De SVB kan geheel of gedeeltelijk afzien van herziening of intrekking indien daarvoor dringende redenen aanwezig zijn (artikel 17a, tweede lid AOW, artikel 34, tweede lid Anw, artikel 14a, tweede lid AKW, artikel 16, tweede lid OBR en artikel 6c, derde lid Remigratiewet). Bij de toepassing van artikel 54, derde lid, tweede volzin Participatiewet hanteert de SVB eveneens het beleid dat zij geheel of gedeeltelijk van herziening of intrekking afziet als sprake is van dringende redenen. De SVB matigt de terugwerkende kracht van de herziening of intrekking niet indien de toepassing van de zes-maanden-jurisprudentie gunstiger is voor de betrokkene. Zie SB1327 over zes-maanden-jurisprudentie.

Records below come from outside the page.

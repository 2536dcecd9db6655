//! Mixed-format date resolution for spreadsheet cells.
//!
//! Cells arrive as ISO strings, locale strings ("15/01/2024 08:30"), or
//! spreadsheet serial day numbers (44197). Resolution order:
//! 1. empty / null token -> absent
//! 2. a recognised date or date-time string
//! 3. a number (or numeric string) in the serial range, counted from 1899-12-30
//! 4. otherwise a [`DateParseError`]
//!
//! Nothing ever defaults to "today".

use chrono::{DateTime, Datelike, Duration, NaiveDate, NaiveDateTime, NaiveTime};
use thiserror::Error;

use crate::constants::{is_null_token, SERIAL_DATE_MAX, SERIAL_DATE_THRESHOLD};
use crate::types::RawValue;

#[derive(Error, Debug, Clone, PartialEq)]
#[error("could not resolve '{raw}' in field '{field}' as a date")]
pub struct DateParseError {
    pub field: String,
    pub raw: String,
}

#[derive(Debug, Clone, Copy, PartialEq)]
pub enum DateResolution {
    Absent,
    Resolved(NaiveDateTime),
}

impl DateResolution {
    pub fn date(&self) -> Option<NaiveDate> {
        match self {
            DateResolution::Absent => None,
            DateResolution::Resolved(ts) => Some(ts.date()),
        }
    }
}

const ISO_DATETIME_FORMATS: &[&str] = &[
    "%Y-%m-%d %H:%M:%S%.f",
    "%Y-%m-%d %H:%M:%S",
    "%Y-%m-%d %H:%M",
    "%Y-%m-%dT%H:%M:%S%.f",
    "%Y-%m-%dT%H:%M:%S",
    "%Y-%m-%dT%H:%M",
    "%Y/%m/%d %H:%M:%S",
    "%Y/%m/%d %H:%M",
];

const ISO_DATE_FORMATS: &[&str] = &["%Y-%m-%d", "%Y/%m/%d", "%Y.%m.%d"];

const DAY_FIRST_DATETIME_FORMATS: &[&str] = &[
    "%d/%m/%Y %H:%M:%S",
    "%d/%m/%Y %H:%M",
    "%d-%m-%Y %H:%M:%S",
    "%d-%m-%Y %H:%M",
    "%d.%m.%Y %H:%M:%S",
    "%d.%m.%Y %H:%M",
];

const DAY_FIRST_DATE_FORMATS: &[&str] = &[
    "%d/%m/%Y",
    "%d-%m-%Y",
    "%d.%m.%Y",
    "%d/%m/%y",
    "%d-%m-%y",
    "%d.%m.%y",
];

const MONTH_FIRST_DATETIME_FORMATS: &[&str] = &[
    "%m/%d/%Y %H:%M:%S",
    "%m/%d/%Y %H:%M",
    "%m-%d-%Y %H:%M:%S",
    "%m-%d-%Y %H:%M",
];

const MONTH_FIRST_DATE_FORMATS: &[&str] = &["%m/%d/%Y", "%m-%d-%Y", "%m/%d/%y", "%m-%d-%y"];

// chrono's %Y also accepts one- and two-digit years. Anything earlier than
// this is a short year matched by the wrong format.
const MIN_YEAR: i32 = 1000;

const NAMED_MONTH_DATE_FORMATS: &[&str] = &[
    "%d %b %Y",
    "%d %B %Y",
    "%d-%b-%Y",
    "%b %d, %Y",
    "%B %d, %Y",
    "%b %d %Y",
    "%B %d %Y",
];

/// Resolves raw cells into calendar dates / timestamps
#[derive(Debug, Clone)]
pub struct DateResolver {
    day_first: bool,
    serial_threshold: f64,
}

impl Default for DateResolver {
    fn default() -> Self {
        Self::new(true)
    }
}

impl DateResolver {
    pub fn new(day_first: bool) -> Self {
        Self {
            day_first,
            serial_threshold: SERIAL_DATE_THRESHOLD,
        }
    }

    pub fn resolve(&self, field: &str, value: &RawValue) -> Result<DateResolution, DateParseError> {
        match value {
            RawValue::Empty => Ok(DateResolution::Absent),
            RawValue::Number(n) => self
                .from_serial(*n)
                .map(DateResolution::Resolved)
                .ok_or_else(|| parse_error(field, &n.to_string())),
            RawValue::Text(s) => {
                let trimmed = s.trim();
                if is_null_token(trimmed) {
                    return Ok(DateResolution::Absent);
                }
                if let Some(ts) = self.parse_text(trimmed) {
                    return Ok(DateResolution::Resolved(ts));
                }
                trimmed
                    .parse::<f64>()
                    .ok()
                    .and_then(|n| self.from_serial(n))
                    .map(DateResolution::Resolved)
                    .ok_or_else(|| parse_error(field, trimmed))
            }
        }
    }

    /// Spreadsheet serial day number to a timestamp. The 1899-12-30 epoch
    /// absorbs the 1900 leap-year bug for every serial above 60, which the
    /// threshold guarantees.
    fn from_serial(&self, n: f64) -> Option<NaiveDateTime> {
        if !n.is_finite() || n < self.serial_threshold || n > SERIAL_DATE_MAX {
            return None;
        }

        let epoch = NaiveDate::from_ymd_opt(1899, 12, 30)?.and_time(NaiveTime::MIN);
        let days = n.trunc() as i64;
        let seconds = ((n - n.trunc()) * 86_400.0).round() as i64;
        epoch.checked_add_signed(Duration::days(days) + Duration::seconds(seconds))
    }

    fn parse_text(&self, s: &str) -> Option<NaiveDateTime> {
        if let Ok(dt) = DateTime::parse_from_rfc3339(s) {
            return Some(dt.naive_local());
        }

        let (first_dt, first_d, second_dt, second_d) = if self.day_first {
            (
                DAY_FIRST_DATETIME_FORMATS,
                DAY_FIRST_DATE_FORMATS,
                MONTH_FIRST_DATETIME_FORMATS,
                MONTH_FIRST_DATE_FORMATS,
            )
        } else {
            (
                MONTH_FIRST_DATETIME_FORMATS,
                MONTH_FIRST_DATE_FORMATS,
                DAY_FIRST_DATETIME_FORMATS,
                DAY_FIRST_DATE_FORMATS,
            )
        };

        try_datetimes(s, ISO_DATETIME_FORMATS)
            .or_else(|| try_dates(s, ISO_DATE_FORMATS))
            .or_else(|| try_datetimes(s, first_dt))
            .or_else(|| try_dates(s, first_d))
            .or_else(|| try_datetimes(s, second_dt))
            .or_else(|| try_dates(s, second_d))
            .or_else(|| try_dates(s, NAMED_MONTH_DATE_FORMATS))
    }
}

fn try_datetimes(s: &str, formats: &[&str]) -> Option<NaiveDateTime> {
    formats
        .iter()
        .filter_map(|f| NaiveDateTime::parse_from_str(s, f).ok())
        .find(|ts| ts.year() >= MIN_YEAR)
}

fn try_dates(s: &str, formats: &[&str]) -> Option<NaiveDateTime> {
    formats
        .iter()
        .filter_map(|f| NaiveDate::parse_from_str(s, f).ok())
        .find(|d| d.year() >= MIN_YEAR)
        .map(|d| d.and_time(NaiveTime::MIN))
}

fn parse_error(field: &str, raw: &str) -> DateParseError {
    DateParseError {
        field: field.to_string(),
        raw: raw.to_string(),
    }
}

#[cfg(test)]
mod tests {
    use super::*;

    fn date(y: i32, m: u32, d: u32) -> NaiveDate {
        NaiveDate::from_ymd_opt(y, m, d).unwrap()
    }

    fn resolve_date(resolver: &DateResolver, value: RawValue) -> Option<NaiveDate> {
        resolver.resolve("record_date", &value).unwrap().date()
    }

    #[test]
    fn serial_numbers_count_from_1899_12_30() {
        let r = DateResolver::default();
        assert_eq!(resolve_date(&r, RawValue::Number(44197.0)), Some(date(2021, 1, 1)));
        assert_eq!(resolve_date(&r, "44197".into()), Some(date(2021, 1, 1)));
        assert_eq!(resolve_date(&r, RawValue::Number(45292.0)), Some(date(2024, 1, 1)));
    }

    #[test]
    fn serial_fraction_is_time_of_day() {
        let r = DateResolver::default();
        let res = r.resolve("ts", &RawValue::Number(44197.75)).unwrap();
        assert_eq!(
            res,
            DateResolution::Resolved(date(2021, 1, 1).and_hms_opt(18, 0, 0).unwrap())
        );
    }

    #[test]
    fn small_numbers_are_not_dates() {
        let r = DateResolver::default();
        let err = r.resolve("record_date", &RawValue::Number(1.0)).unwrap_err();
        assert_eq!(err.field, "record_date");
        assert_eq!(err.raw, "1");
        assert!(r.resolve("record_date", &"2021".into()).is_err());
        assert!(r.resolve("record_date", &RawValue::Number(99_999_999.0)).is_err());
    }

    #[test]
    fn empty_and_null_tokens_are_absent() {
        let r = DateResolver::default();
        assert_eq!(r.resolve("d", &RawValue::Empty).unwrap(), DateResolution::Absent);
        assert_eq!(r.resolve("d", &"   ".into()).unwrap(), DateResolution::Absent);
        assert_eq!(r.resolve("d", &"N/A".into()).unwrap(), DateResolution::Absent);
    }

    #[test]
    fn iso_and_rfc3339_strings() {
        let r = DateResolver::default();
        assert_eq!(resolve_date(&r, "2024-03-05".into()), Some(date(2024, 3, 5)));
        assert_eq!(resolve_date(&r, "2024-03-05T10:15:00".into()), Some(date(2024, 3, 5)));
        assert_eq!(
            resolve_date(&r, "2024-03-05T23:15:00+01:00".into()),
            Some(date(2024, 3, 5))
        );
        assert_eq!(resolve_date(&r, "2024/03/05 07:00".into()), Some(date(2024, 3, 5)));
    }

    #[test]
    fn day_first_preference_with_fallback() {
        let day_first = DateResolver::new(true);
        let month_first = DateResolver::new(false);

        assert_eq!(resolve_date(&day_first, "03/04/2024".into()), Some(date(2024, 4, 3)));
        assert_eq!(resolve_date(&month_first, "03/04/2024".into()), Some(date(2024, 3, 4)));
        // Day 25 cannot be a month, so both resolvers agree.
        assert_eq!(resolve_date(&day_first, "12/25/2024".into()), Some(date(2024, 12, 25)));
        assert_eq!(resolve_date(&month_first, "25/12/2024".into()), Some(date(2024, 12, 25)));
    }

    #[test]
    fn locale_strings_with_time_and_month_names() {
        let r = DateResolver::default();
        let res = r.resolve("ts", &"15/01/2024 08:30:00".into()).unwrap();
        assert_eq!(
            res,
            DateResolution::Resolved(date(2024, 1, 15).and_hms_opt(8, 30, 0).unwrap())
        );
        assert_eq!(resolve_date(&r, "5 Mar 2024".into()), Some(date(2024, 3, 5)));
        assert_eq!(resolve_date(&r, "March 5, 2024".into()), Some(date(2024, 3, 5)));
    }

    #[test]
    fn two_digit_years_are_never_read_as_four_digit() {
        let day_first = DateResolver::new(true);
        let month_first = DateResolver::new(false);

        assert_eq!(resolve_date(&day_first, "15/01/24".into()), Some(date(2024, 1, 15)));
        assert_eq!(resolve_date(&day_first, "15-01-24".into()), Some(date(2024, 1, 15)));
        assert_eq!(resolve_date(&day_first, "15.01.24".into()), Some(date(2024, 1, 15)));
        assert_eq!(resolve_date(&day_first, "01/02/03".into()), Some(date(2003, 2, 1)));
        assert_eq!(resolve_date(&month_first, "01/02/03".into()), Some(date(2003, 1, 2)));
        assert_eq!(resolve_date(&month_first, "01-15-24".into()), Some(date(2024, 1, 15)));
        // Four-digit years still win over the short forms.
        assert_eq!(resolve_date(&day_first, "15/01/2024".into()), Some(date(2024, 1, 15)));
        assert!(day_first.resolve("record_date", &"5 Mar 24".into()).is_err());
    }

    #[test]
    fn garbage_fails_with_raw_value() {
        let r = DateResolver::default();
        let err = r.resolve("record_date", &"not-a-date".into()).unwrap_err();
        assert_eq!(err.raw, "not-a-date");
        assert_eq!(
            err.to_string(),
            "could not resolve 'not-a-date' in field 'record_date' as a date"
        );
    }
}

Bij de beantwoording van de vraag of sprake is van dringende redenen spelen de algemene beginselen van behoorlijk bestuur een rol, zoals het vertrouwensbeginsel en het rechtszekerheidsbeginsel. De SVB hanteert in dit verband de volgende beleidsregels.

De SVB gaat niet tot herziening met volledig terugwerkende kracht over als de uitkeringsgerechtigde al zijn verplichtingen is nagekomen, en hij voorts niet heeft kunnen begrijpen dat de uitkering ten onrechte of tot een te hoog bedrag werd verleend. In een dergelijk geval herziet de SVB de uitkering in beginsel zonder terugwerkende kracht. Deze regel vloeit wat betreft remigratievoorzieningen direct voort uit artikel 6c, vierde lid Remigratiewet. Het kan voorkomen dat de uitkeringsgerechtigde hierdoor een niet te rechtvaardigen voordeel geniet. In die situatie beperkt de SVB de herziening tot het bedrag van het voordeel dat de betrokkene heeft genoten.

Is het niet tijdig herzien van de uitkering een gevolg van een fout van de SVB, maar heeft de betrokkene deze fout kunnen onderkennen, dan vindt herziening of intrekking in beginsel plaats met volledig terugwerkende kracht.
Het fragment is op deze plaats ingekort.